İklim değişikliği, denizlerdeki kirlilik, kaçak ve aşırı avlanma, denizler ve iç sulardaki balık stoklarının azalmasına neden olurken uzmanlar çözümün koruma alanlarının genişletilmesinde ve ekosistem yaklaşımlı balıkçılıkta olduğunu belirtiyor.

AA

Türkiye İstatistik Kurumu (TÜİK) verilerine göre 2000 yılında avcılık yoluyla deniz ve iç sularda balık üretimi 503 bin 289 ton olurken, 2020'de 364 bin 400 ton olarak gerçekleşti. 2011'de 514 bin 755 olan sayı, o yıldan sonra bir daha 500 binin üzerine çıkmadı.

Denizlerdeki balık stokunun azalmasına karşı alınan önlemler her yıl gözden geçirilirken bu yıl av sezonunun açılmasının ardından Tarım ve Orman Bakanlığı av araçları, avlanma bölgeleri ve bazı türlerin avlanmasında yeni düzenlemelere gitti.

Bakanlıkça hazırlanan "5/1 Numaralı Ticari Amaçlı Su Ürünleri Avcılığının Düzenlenmesi Hakkında Tebliğ'de Değişiklik Yapılmasına Dair Tebliğ", 10 Eylül'de Resmi Gazete'de yayımlanarak yürürlüğe girdi.
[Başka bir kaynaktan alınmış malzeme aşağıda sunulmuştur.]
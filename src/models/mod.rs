//! Data models representing database rows, request bodies and responses.

/// Staff and seller accounts
pub mod dashboard_user;
/// User summaries, trees and detail views shared by both platforms
pub mod hierarchy;
/// BoostyFi purchases and earnings
pub mod boostyfi;
/// Limitless purchases and earnings
pub mod limitless;
/// Row and filter traits used by generic listings
pub mod listing;
/// Page-number pagination and ordering
pub mod pagination;
/// Seller claims on hierarchy users
pub mod seller_assignment;
/// Rank-users export profiles
pub mod wallet_profile;
//! Referral Dashboard - Main Application Entry Point
//!
//! Serves the dashboard API by default. Subcommands load CSV exports,
//! rebuild tree numbering and manage dashboard accounts.
//!
//! # Startup Flow
//!
//! 1. Load configuration from environment variables
//! 2. Create database connection pool
//! 3. Run database migrations
//! 4. Serve HTTP or run the requested command

mod cli;

use anyhow::{Context, bail};
use clap::Parser;
use tracing_subscriber::EnvFilter;

use cli::{CommandLine, Commands};
use referral_tree_dashboard::{
    app,
    config::Config,
    db::{self, DbPool},
    import::{hierarchy::import_platform, wallet_profiles::import_wallet_profiles},
    services::{auth_service, nested_set},
    state::AppState,
};

#[tokio::main]
async fn main() -> anyhow::Result<()> {
    // Reads RUST_LOG (defaults to "info")
    tracing_subscriber::fmt()
        .with_env_filter(EnvFilter::try_from_default_env().unwrap_or_else(|_| "info".into()))
        .init();

    let cli = CommandLine::parse();

    let config = Config::from_env().context("failed to load configuration")?;
    tracing::info!("Configuration loaded");

    let pool = db::create_pool(&config.database_url, config.database_max_connections).await?;
    tracing::info!("Database pool created");

    db::run_migrations(&pool).await?;
    tracing::info!("Database migrations complete");

    match cli.command.unwrap_or(Commands::Serve) {
        Commands::Serve => serve(pool, &config).await?,
        Commands::ImportCsv {
            app,
            sheets_dir,
            clear,
        } => {
            if !sheets_dir.is_dir() {
                bail!("sheets directory {} does not exist", sheets_dir.display());
            }
            for &platform in app.platforms() {
                let summary = import_platform(&pool, platform, &sheets_dir, clear).await?;
                println!(
                    "{}: {} users, {} purchases, {} earnings, {} trees",
                    platform.display_name(),
                    summary.users,
                    summary.purchases,
                    summary.earnings,
                    summary.tree.trees
                );
            }
        }
        Commands::ImportWalletProfiles { csv_file, clear } => {
            let summary = import_wallet_profiles(&pool, &csv_file, clear).await?;
            println!(
                "Wallet profiles: {} created, {} updated, {} skipped",
                summary.created, summary.updated, summary.skipped
            );
        }
        Commands::RebuildTree { app } => {
            for &platform in app.platforms() {
                let report = nested_set::rebuild_tree(&pool, platform).await?;
                println!(
                    "{}: {} nodes in {} trees ({} dangling parents, {} detached)",
                    platform.display_name(),
                    report.nodes,
                    report.trees,
                    report.dangling,
                    report.detached
                );
            }
        }
        Commands::CreateUser {
            username,
            password,
            email,
            full_name,
            seller,
            staff,
        } => {
            let user = auth_service::create_user(
                &pool,
                &username,
                &password,
                email.as_deref(),
                &full_name,
                seller,
                staff,
            )
            .await?;
            println!("Created dashboard user {} (id {})", user.username, user.id);
        }
        Commands::SetPassword { username, password } => {
            auth_service::set_password(&pool, &username, &password).await?;
            println!("Password updated for {username}");
        }
    }

    Ok(())
}

async fn serve(pool: DbPool, config: &Config) -> anyhow::Result<()> {
    if config.signing_secret().is_none() {
        bail!("JWT_SECRET must be set to serve the API");
    }
    let tokens = auth_service::TokenKeys::from_config(config);
    let router = app(AppState::new(pool, tokens), config);

    let addr = format!("0.0.0.0:{}", config.server_port);
    let listener = tokio::net::TcpListener::bind(&addr).await?;
    tracing::info!("Server listening on {}", addr);

    axum::serve(listener, router).await?;

    Ok(())
}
Tebliğle, avlanması yasak olan türlere büyük beyaz köpek balığı, Akdeniz mercanı, beyaz çalı, deniz kulağı, sarı, beyaz ve mor deniz dalı eklenirken Antalya'nın Bucak Denizi, Hisarönü Körfezi, Muğla Güllük Körfezi'nde su ürünleri avcılığına ilişkin yasak alanlar yeniden düzenlendi.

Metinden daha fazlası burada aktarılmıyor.